May 22: Mostly Dry Today, More Rain Tomorrow


Monday's storms resulted in numerous severe thunderstorm and flash flood warnings -- the storms were very slow-moving, allowing them to drop copious amounts of rain in some neighborhoods, while other areas remained almost completely dry. Look at the rainfall amounts from just Wake county:

Over 4" of rain around North Hills, but just a few miles away there was barely a trace!

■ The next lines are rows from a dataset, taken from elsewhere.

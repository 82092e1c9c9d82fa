//! AST node definitions (§4.2).
//!
//! Nodes are stored in append-only [`flashcpp_util::IndexVec`] arenas, one per
//! node category, and referenced by stable handles (`ExprId`, `StmtId`,
//! `DeclId`, `TypeSpecId`). A node is always pushed only after its children,
//! so a node's handle is always numerically greater than any handle it
//! contains - a node never points to a later node.

use flashcpp_lex::{CharLiteral, NumericLiteral, OperatorKind, StringLiteral};
use flashcpp_util::{define_idx, IndexVec, Span, StringHandle};

define_idx!(ExprId);
define_idx!(StmtId);
define_idx!(DeclId);
define_idx!(TypeSpecId);

/// Semantic type table index. Parsing resolves a type specifier to one of
/// these as early as possible; inside a template it may stay `None` until
/// instantiation substitutes the dependent name.
define_idx!(TypeIndex);

/// Per-translation-unit AST arena.
#[derive(Debug, Default)]
pub struct Ast {
    pub exprs: IndexVec<ExprId, ExprNode>,
    pub stmts: IndexVec<StmtId, StmtNode>,
    pub decls: IndexVec<DeclId, DeclNode>,
    pub type_specs: IndexVec<TypeSpecId, TypeSpecNode>,
    /// Top-level declarations in source order.
    pub top_level: Vec<DeclId>,
}

impl Ast {
    pub fn new() -> Self {
        Self::default()
    }

    pub fn push_expr(&mut self, kind: ExprKind, span: Span) -> ExprId {
        self.exprs.push(ExprNode { kind, span })
    }

    pub fn push_stmt(&mut self, kind: StmtKind, span: Span) -> StmtId {
        self.stmts.push(StmtNode { kind, span })
    }

    pub fn push_decl(&mut self, kind: DeclKind, span: Span) -> DeclId {
        self.decls.push(DeclNode { kind, span })
    }

    pub fn push_type_spec(&mut self, kind: TypeSpecKind, span: Span) -> TypeSpecId {
        self.type_specs.push(TypeSpecNode {
            kind,
            span,
            resolved_type: None,
            cv: CvQualifiers::default(),
        })
    }
}

#[derive(Debug, Clone)]
pub struct ExprNode {
    pub kind: ExprKind,
    pub span: Span,
}

#[derive(Debug, Clone)]
pub struct StmtNode {
    pub kind: StmtKind,
    pub span: Span,
}

#[derive(Debug, Clone)]
pub struct DeclNode {
    pub kind: DeclKind,
    pub span: Span,
}

/// A parsed type specifier. `resolved_type` is filled in by semantic
/// analysis as soon as the name can be looked up; it stays `None` for a
/// type that depends on an unsubstituted template parameter.
#[derive(Debug, Clone)]
pub struct TypeSpecNode {
    pub kind: TypeSpecKind,
    pub span: Span,
    pub resolved_type: Option<TypeIndex>,
    pub cv: CvQualifiers,
}

#[derive(Debug, Clone, Copy, Default, PartialEq, Eq, Hash)]
pub struct CvQualifiers {
    pub is_const: bool,
    pub is_volatile: bool,
}

/// A (possibly qualified, possibly templated) id-expression: `x`, `std::vector`,
/// `A::B<int>::C`.
#[derive(Debug, Clone, PartialEq)]
pub struct QualifiedId {
    pub leading_colon_colon: bool,
    pub segments: Vec<IdSegment>,
}

#[derive(Debug, Clone, PartialEq)]
pub struct IdSegment {
    pub name: StringHandle,
    pub template_args: Option<Vec<TemplateArg>>,
}

#[derive(Debug, Clone, PartialEq)]
pub enum TemplateArg {
    Type(TypeSpecId),
    Expr(ExprId),
}

#[derive(Debug, Clone)]
pub enum TypeSpecKind {
    Builtin(BuiltinKind),
    Named(QualifiedId),
    Pointer(TypeSpecId),
    Reference { target: TypeSpecId, is_rvalue: bool },
    Array { element: TypeSpecId, size: Option<ExprId> },
    Function { params: Vec<TypeSpecId>, ret: TypeSpecId },
    /// `name` resolves to a class/alias template; `args` are its arguments.
    TemplateId { name: QualifiedId, args: Vec<TemplateArg> },
    /// A name that can't be resolved until an enclosing template is
    /// instantiated (e.g. `T::value_type` or a template type parameter).
    Dependent(StringHandle),
    Auto,
    Void,
}

#[derive(Debug, Clone, Copy, PartialEq, Eq, Hash)]
pub enum BuiltinKind {
    Bool,
    Char,
    SignedChar,
    UnsignedChar,
    Char8T,
    Char16T,
    Char32T,
    WCharT,
    Short,
    UnsignedShort,
    Int,
    UnsignedInt,
    Long,
    UnsignedLong,
    LongLong,
    UnsignedLongLong,
    Float,
    Double,
    LongDouble,
    Nullptr,
}

#[derive(Debug, Clone)]
pub enum ExprKind {
    /// Single, unqualified identifier reference: `x`.
    IdentifierRef(StringHandle),
    /// Multi-segment or templated id-expression: `std::vector<int>`.
    QualifiedId(QualifiedId),
    NumericLiteral(NumericLiteral),
    StringLiteral(StringLiteral),
    CharLiteral(CharLiteral),
    BoolLiteral(bool),
    NullptrLiteral,
    BinaryOp {
        op: OperatorKind,
        lhs: ExprId,
        rhs: ExprId,
    },
    UnaryOp {
        op: OperatorKind,
        operand: ExprId,
        /// true for postfix `x++`/`x--`, false for prefix.
        is_postfix: bool,
    },
    MemberAccess {
        base: ExprId,
        member: StringHandle,
        /// `->` rather than `.`.
        is_arrow: bool,
    },
    /// `base->*member` / `base.*member`.
    PointerToMember {
        base: ExprId,
        member: ExprId,
        is_arrow: bool,
    },
    ArraySubscript {
        base: ExprId,
        index: ExprId,
    },
    Call {
        callee: ExprId,
        args: Vec<ExprId>,
    },
    Constructor {
        type_spec: TypeSpecId,
        args: Vec<ExprId>,
    },
    Cast {
        kind: CastKind,
        target: TypeSpecId,
        operand: ExprId,
    },
    Sizeof(SizeofOperand),
    Alignof(TypeSpecId),
    TypeTraitIntrinsic {
        name: StringHandle,
        type_args: Vec<TypeSpecId>,
    },
    /// `(pack op ... )`, `(... op pack)`, `(pack op ... op init)`.
    FoldExpression {
        op: OperatorKind,
        pack: ExprId,
        init: Option<ExprId>,
        /// Whether `...` is on the right (`pack op ...`) vs left (`... op pack`).
        right_fold: bool,
    },
    Lambda(Box<LambdaExpr>),
    Conditional {
        cond: ExprId,
        then_expr: ExprId,
        else_expr: ExprId,
    },
    Assign {
        op: OperatorKind,
        place: ExprId,
        value: ExprId,
    },
    Comma(Vec<ExprId>),
    New(Box<NewExpr>),
    Delete {
        operand: ExprId,
        is_array: bool,
    },
    Throw(Option<ExprId>),
    /// `sizeof...(pack)`.
    SizeofPack(StringHandle),
}

#[derive(Debug, Clone, Copy, PartialEq, Eq)]
pub enum CastKind {
    CStyle,
    Static,
    Dynamic,
    Const,
    Reinterpret,
    Functional,
}

#[derive(Debug, Clone)]
pub enum SizeofOperand {
    Type(TypeSpecId),
    Expr(ExprId),
}

#[derive(Debug, Clone)]
pub struct LambdaExpr {
    pub captures: Vec<LambdaCapture>,
    pub params: Vec<ParamDecl>,
    pub ret_type: Option<TypeSpecId>,
    pub body: StmtId,
}

#[derive(Debug, Clone)]
pub struct LambdaCapture {
    /// `None` captures `this`.
    pub name: Option<StringHandle>,
    pub by_ref: bool,
    pub init: Option<ExprId>,
}

#[derive(Debug, Clone)]
pub struct NewExpr {
    pub placement: Vec<ExprId>,
    pub type_spec: TypeSpecId,
    pub array_size: Option<ExprId>,
    pub initializer: Vec<ExprId>,
}

#[derive(Debug, Clone)]
pub enum StmtKind {
    Block(Vec<StmtId>),
    If {
        cond: ExprId,
        then_branch: StmtId,
        else_branch: Option<StmtId>,
    },
    Switch {
        cond: ExprId,
        body: StmtId,
        cases: Vec<SwitchCase>,
    },
    For {
        init: Option<StmtId>,
        cond: Option<ExprId>,
        step: Option<ExprId>,
        body: StmtId,
    },
    RangeFor {
        decl: DeclId,
        range: ExprId,
        body: StmtId,
    },
    While {
        cond: ExprId,
        body: StmtId,
    },
    DoWhile {
        body: StmtId,
        cond: ExprId,
    },
    Return(Option<ExprId>),
    Break,
    Continue,
    Goto(StringHandle),
    Label {
        name: StringHandle,
        stmt: StmtId,
    },
    TryCatch {
        try_block: StmtId,
        catches: Vec<CatchClause>,
    },
    ExpressionStmt(ExprId),
    Declaration(DeclId),
    Empty,
}

/// A single `case`/`default` label and the statement index range it guards
/// is recorded at the switch level rather than per-statement, since C++
/// switch bodies are a single compound statement with fallthrough.
#[derive(Debug, Clone)]
pub struct SwitchCase {
    /// `None` is the `default:` label.
    pub value: Option<ExprId>,
    /// Index into the switch body's statement list where this case's code starts.
    pub stmt_index: usize,
}

#[derive(Debug, Clone)]
pub struct CatchClause {
    /// `None` is `catch (...)`.
    pub param: Option<ParamDecl>,
    pub body: StmtId,
}

#[derive(Debug, Clone)]
pub enum DeclKind {
    Variable(VariableDecl),
    Function(FunctionDecl),
    Record(RecordDecl),
    Enum(EnumDecl),
    Namespace(NamespaceDecl),
    UsingAlias(UsingAliasDecl),
    UsingDirective(QualifiedId),
    TemplateParam(TemplateParamDecl),
    Concept(ConceptDecl),
    /// A member-access-specifier pseudo-declaration inside a class body
    /// (`public:` / `protected:` / `private:`), kept as a node so member
    /// order and the specifier that governed each member are both visible
    /// in the arena.
    AccessSpecifier(AccessSpec),
    /// `static_assert(cond, message)`.
    StaticAssert { cond: ExprId, message: Option<StringLiteral> },
}

#[derive(Debug, Clone, Copy, PartialEq, Eq)]
pub enum AccessSpec {
    Public,
    Protected,
    Private,
}

#[derive(Debug, Clone, Copy, PartialEq, Eq)]
pub enum StorageClass {
    None,
    Static,
    Extern,
    ThreadLocal,
    Mutable,
}

#[derive(Debug, Clone)]
pub struct VariableDecl {
    pub name: StringHandle,
    pub ty: TypeSpecId,
    pub init: Option<ExprId>,
    pub storage: StorageClass,
    pub is_constexpr: bool,
    /// `auto [a, b] = pair;` - structured-binding names, empty otherwise.
    pub structured_bindings: Vec<StringHandle>,
}

#[derive(Debug, Clone)]
pub struct ParamDecl {
    pub name: Option<StringHandle>,
    pub ty: TypeSpecId,
    pub default: Option<ExprId>,
}

/// How a function's name was spelled: an ordinary name, `operator<op>`
/// (a single function name per §4.4), a conversion operator (whose "return
/// type" is folded into the name, with no separate return-type token), or a
/// special member.
#[derive(Debug, Clone)]
pub enum FunctionName {
    Named(StringHandle),
    OperatorOverload(OperatorKind),
    ConversionOperator(TypeSpecId),
    Constructor,
    Destructor,
}

#[derive(Debug, Clone)]
pub struct FunctionDecl {
    pub name: FunctionName,
    pub template_params: Vec<DeclId>,
    pub params: Vec<ParamDecl>,
    pub ret_type: Option<TypeSpecId>,
    pub body: Option<StmtId>,
    /// Recorded lexer buffer range for a template member-function body whose
    /// parse is deferred until instantiation (§4.4 two-phase parsing).
    /// `Some` only when `body` is `None` and this function belongs to a
    /// class template.
    pub deferred_body: Option<DeferredBody>,
    pub is_static: bool,
    pub is_virtual: bool,
    pub is_override: bool,
    pub is_const: bool,
    pub is_constexpr: bool,
    pub is_explicit: bool,
    pub is_noexcept: bool,
    pub is_deleted: bool,
    pub is_defaulted: bool,
}

/// Saved lexer positions bracketing an unparsed function body. Re-entering
/// the lexer at `start` and stopping at `end` reproduces exactly the token
/// range that was skipped; re-parsing never touches source text outside it.
#[derive(Debug, Clone, Copy)]
pub struct DeferredBody {
    pub start: flashcpp_lex::LexerPosition,
    pub end: flashcpp_lex::LexerPosition,
}

#[derive(Debug, Clone, Copy, PartialEq, Eq)]
pub enum RecordKind {
    Struct,
    Class,
    Union,
}

#[derive(Debug, Clone)]
pub struct RecordDecl {
    pub name: StringHandle,
    pub kind: RecordKind,
    pub template_params: Vec<DeclId>,
    pub bases: Vec<BaseClause>,
    pub members: Vec<DeclId>,
}

#[derive(Debug, Clone)]
pub struct BaseClause {
    pub ty: BaseType,
    pub access: AccessSpec,
    pub is_virtual: bool,
}

/// A base-class clause may name a concrete/qualified type, or a template
/// parameter whose actual base is only known once the enclosing template is
/// instantiated (§4.4).
#[derive(Debug, Clone)]
pub enum BaseType {
    Concrete(TypeSpecId),
    DeferredTemplateParam(StringHandle),
}

#[derive(Debug, Clone)]
pub struct EnumDecl {
    pub name: Option<StringHandle>,
    pub is_scoped: bool,
    pub underlying_type: Option<TypeSpecId>,
    pub enumerators: Vec<(StringHandle, Option<ExprId>)>,
}

#[derive(Debug, Clone)]
pub struct NamespaceDecl {
    /// `None` for an anonymous namespace.
    pub name: Option<StringHandle>,
    pub members: Vec<DeclId>,
}

#[derive(Debug, Clone)]
pub enum UsingTarget {
    Type(TypeSpecId),
    Namespace(QualifiedId),
}

#[derive(Debug, Clone)]
pub struct UsingAliasDecl {
    pub name: StringHandle,
    pub target: UsingTarget,
}

#[derive(Debug, Clone)]
pub enum TemplateParamDecl {
    Type {
        name: StringHandle,
        default: Option<TypeSpecId>,
        is_variadic: bool,
    },
    NonType {
        name: StringHandle,
        ty: TypeSpecId,
        default: Option<ExprId>,
        is_variadic: bool,
    },
    TemplateTemplate {
        name: StringHandle,
        params: Vec<DeclId>,
        default: Option<QualifiedId>,
    },
}

#[derive(Debug, Clone)]
pub struct ConceptDecl {
    pub name: StringHandle,
    pub template_params: Vec<DeclId>,
    pub constraint: ExprId,
}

That rain finally dissipated overnight -- higher rain chances are in the forecast again tomorrow and over much of the holiday weekend, but at least we'll get a chance to dry out today. The North American Model's radar simulation shows just a few blips, enough to warrant today's 20-30% rain chance:

Temperatures will warm up as southwesterly winds help to disperse this morning's clouds...and the humidity will be high enough to make it feel a degree or two warmer:

The boundary that sparked yesterday's storms will drop back into central North Carolina on Wednesday, giving us another good chance of thunderstorms, mostly in the afternoon and evening. Tomorrow's radar simulation shows the storms moving faster than yesterday's:

But we'll still be on the lookout for flooding, in case the heaviest rain falls onto the spots already soaked by yesterday's storms. A few of the storms could be strong to severe, with damaging winds and hail the primary threats -- the Storm Prediction Center has outlined the northern half of central North Carolina in a "Marginal Risk" (level 1 of 5) for severe thunderstorms: That means we expect numerous storms, a few of which could prompt severe thunderstorm warnings. Just plan on staying weather-aware, especially in the afternoon and evening.

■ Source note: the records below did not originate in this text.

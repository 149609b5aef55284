//! Shared floor state and resource arbitration
//!
//! Agents reach the other agents only through the `Floor`. It owns every
//! resource, the `closed` flag, and the three lookups players use to find a
//! cashier, a table, or a slot machine.

use std::sync::atomic::{AtomicBool, Ordering};
use std::sync::{Arc, Mutex};

use tracing::debug;

use crate::agent::{lock, Agent};
use crate::casino::cashier::{Cashier, QueueTicket};
use crate::casino::croupier::{Croupier, GameType, Seat};
use crate::casino::player::Player;
use crate::casino::slot_machine::SlotMachine;
use crate::core::config::CasinoConfig;
use crate::core::types::FloorLayout;

/// Cashiers ordered for least-loaded selection
///
/// Queue lengths change under other operations (exchanges pop the head), so
/// a heap keyed on them would go stale. Selection instead scans current
/// lengths and assigns while holding the pool lock, which makes
/// pick-and-assign one atomic unit with respect to other selections.
#[derive(Debug)]
pub struct CashierPool {
    cashiers: Vec<Arc<Cashier>>,
    selection: Mutex<()>,
}

impl CashierPool {
    pub fn new(cashiers: Vec<Arc<Cashier>>) -> Self {
        Self {
            cashiers,
            selection: Mutex::new(()),
        }
    }

    pub fn cashiers(&self) -> &[Arc<Cashier>] {
        &self.cashiers
    }

    /// Queue `player` at the cashier with the shortest queue. Ties go to the
    /// lowest cashier number.
    pub fn assign_least_loaded(&self, player: &Arc<Player>) -> Option<QueueTicket> {
        let _selection = lock(&self.selection);
        let (_, cashier) = self
            .cashiers
            .iter()
            .enumerate()
            .min_by_key(|(idx, cashier)| (cashier.queue_len(), *idx))?;
        Some(cashier.enqueue(player))
    }
}

#[derive(Debug)]
pub struct Floor {
    config: CasinoConfig,
    closed: AtomicBool,
    cashiers: CashierPool,
    slot_machines: Vec<Arc<SlotMachine>>,
    croupiers: Vec<Arc<Croupier>>,
    /// Held across a table's admission attempt, so it is an async lock
    table_selection: tokio::sync::Mutex<()>,
}

impl Floor {
    /// Build every resource described by `config`. The floor starts closed.
    pub fn new(config: &CasinoConfig) -> Self {
        let cashiers = (1..=config.cashiers)
            .map(|n| Arc::new(Cashier::new(n, config)))
            .collect();
        let slot_machines = (1..=config.slot_machines)
            .map(|n| Arc::new(SlotMachine::new(n, config)))
            .collect();
        let croupiers = (1..=config.croupiers)
            .map(|n| {
                let game = if config.table_games.is_empty() {
                    GameType::Roulette
                } else {
                    config.table_games[(n - 1) % config.table_games.len()]
                };
                Arc::new(Croupier::new(n, game, config))
            })
            .collect();

        Self {
            config: config.clone(),
            closed: AtomicBool::new(true),
            cashiers: CashierPool::new(cashiers),
            slot_machines,
            croupiers,
            table_selection: tokio::sync::Mutex::new(()),
        }
    }

    pub fn config(&self) -> &CasinoConfig {
        &self.config
    }

    pub fn layout(&self) -> &FloorLayout {
        &self.config.layout
    }

    pub fn is_closed(&self) -> bool {
        self.closed.load(Ordering::SeqCst)
    }

    /// Flip the flag agents read to wind down. Returns the previous value.
    pub(crate) fn set_closed(&self, closed: bool) -> bool {
        self.closed.swap(closed, Ordering::SeqCst)
    }

    pub fn cashiers(&self) -> &[Arc<Cashier>] {
        self.cashiers.cashiers()
    }

    pub fn slot_machines(&self) -> &[Arc<SlotMachine>] {
        &self.slot_machines
    }

    pub fn croupiers(&self) -> &[Arc<Croupier>] {
        &self.croupiers
    }

    /// Every resource agent, in start order
    pub fn resources(&self) -> Vec<Arc<dyn Agent>> {
        let mut agents: Vec<Arc<dyn Agent>> = Vec::new();
        agents.extend(self.cashiers().iter().map(|c| Arc::clone(c) as Arc<dyn Agent>));
        agents.extend(
            self.slot_machines
                .iter()
                .map(|m| Arc::clone(m) as Arc<dyn Agent>),
        );
        agents.extend(self.croupiers.iter().map(|c| Arc::clone(c) as Arc<dyn Agent>));
        agents
    }

    /// Start cashiers, then slot machines, then croupiers
    pub(crate) fn start_resources(self: &Arc<Self>) {
        for agent in self.resources() {
            agent.start(Arc::clone(self));
        }
    }

    /// Least-loaded cashier selection. The player stays queued there for as
    /// long as the returned ticket lives.
    pub fn find_cashier(&self, player: &Arc<Player>) -> Option<QueueTicket> {
        let ticket = self.cashiers.assign_least_loaded(player)?;
        let cashier = ticket.cashier();
        debug!(player = %player.name(), cashier = %cashier.name(), queue = cashier.queue_len(), "Assigned cashier");
        Some(ticket)
    }

    /// Seat `player` at the first available table that accepts it
    pub async fn find_croupier(&self, player: &Arc<Player>) -> Option<(Arc<Croupier>, Seat)> {
        let _selection = self.table_selection.lock().await;
        for croupier in &self.croupiers {
            if !croupier.is_available() {
                continue;
            }
            if let Some(seat) = croupier.add_player(player).await {
                return Some((Arc::clone(croupier), seat));
            }
        }
        None
    }

    /// Claim the first free slot machine for `player`
    pub fn find_slot_machine(&self, player: &Arc<Player>) -> Option<Arc<SlotMachine>> {
        self.slot_machines
            .iter()
            .find(|machine| machine.is_available() && machine.take_machine(player))
            .cloned()
    }
}

#[cfg(test)]
mod tests {
    use super::*;
    use crate::core::types::Vec2;

    fn floor(cashiers: usize) -> Floor {
        Floor::new(&CasinoConfig {
            cashiers,
            slot_machines: 2,
            croupiers: 2,
            table_capacity: 2,
            table_games: vec![GameType::Roulette, GameType::Poker],
            ..Default::default()
        })
    }

    fn player(name: &str, chips: u32) -> Arc<Player> {
        Arc::new(Player::new(name, 0, 100.0, chips, Vec2::ZERO))
    }

    #[test]
    fn test_least_loaded_tie_goes_to_lowest_number() {
        let floor = floor(3);
        let tickets: Vec<_> = (0..4)
            .map(|i| floor.find_cashier(&player(&format!("P{}", i), 0)).unwrap())
            .collect();
        let picked: Vec<&str> = tickets.iter().map(|t| t.cashier().name()).collect();
        assert_eq!(picked, vec!["Cashier1", "Cashier2", "Cashier3", "Cashier1"]);

        drop(tickets);
        assert!(floor.cashiers().iter().all(|c| c.queue_len() == 0));
    }

    #[test]
    fn test_games_assigned_round_robin() {
        let floor = floor(1);
        assert_eq!(floor.croupiers()[0].game(), GameType::Roulette);
        assert_eq!(floor.croupiers()[1].game(), GameType::Poker);
    }

    #[test]
    fn test_slot_machine_scan_claims() {
        let floor = floor(1);
        let a = player("A", 0);
        let b = player("B", 0);
        let c = player("C", 0);

        let first = floor.find_slot_machine(&a).unwrap();
        let second = floor.find_slot_machine(&b).unwrap();
        assert_ne!(first.id(), second.id());
        assert!(floor.find_slot_machine(&c).is_none());
    }

    #[tokio::test]
    async fn test_find_croupier_fills_tables_in_order() {
        let floor = floor(1);
        let mut tables = Vec::new();
        for i in 0..4 {
            let (croupier, _) = floor.find_croupier(&player(&format!("P{}", i), 5)).await.unwrap();
            tables.push(croupier.name().to_string());
        }
        // A full table is starting its round and stops admitting
        assert_eq!(tables, vec!["Croupier1", "Croupier1", "Croupier2", "Croupier2"]);
        assert!(floor.find_croupier(&player("P4", 5)).await.is_none());
    }

    #[tokio::test]
    async fn test_find_croupier_rejects_chipless_player() {
        let floor = floor(1);
        assert!(floor.find_croupier(&player("Broke", 0)).await.is_none());
    }
}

Another break from the highest rain chances will give us a chance to dry out Thursday and Friday, and maybe into Saturday, before the rain chances go back up for Sunday and Memorial Day:

That moisture will be fed our way by a developing disturbance in the Gulf of Mexico. The National Hurricane Center is keeping a close eye on it -- right now they estimate a 40% chance it develops into a tropical depression by the end of the week: The European forecast model is even more bullish, showing a 50% chance of a depression forming in the Gulf: Regardless of what that system becomes (or doesn't become), it will result in another prolonged stretch of unsettled weather for central North Carolina.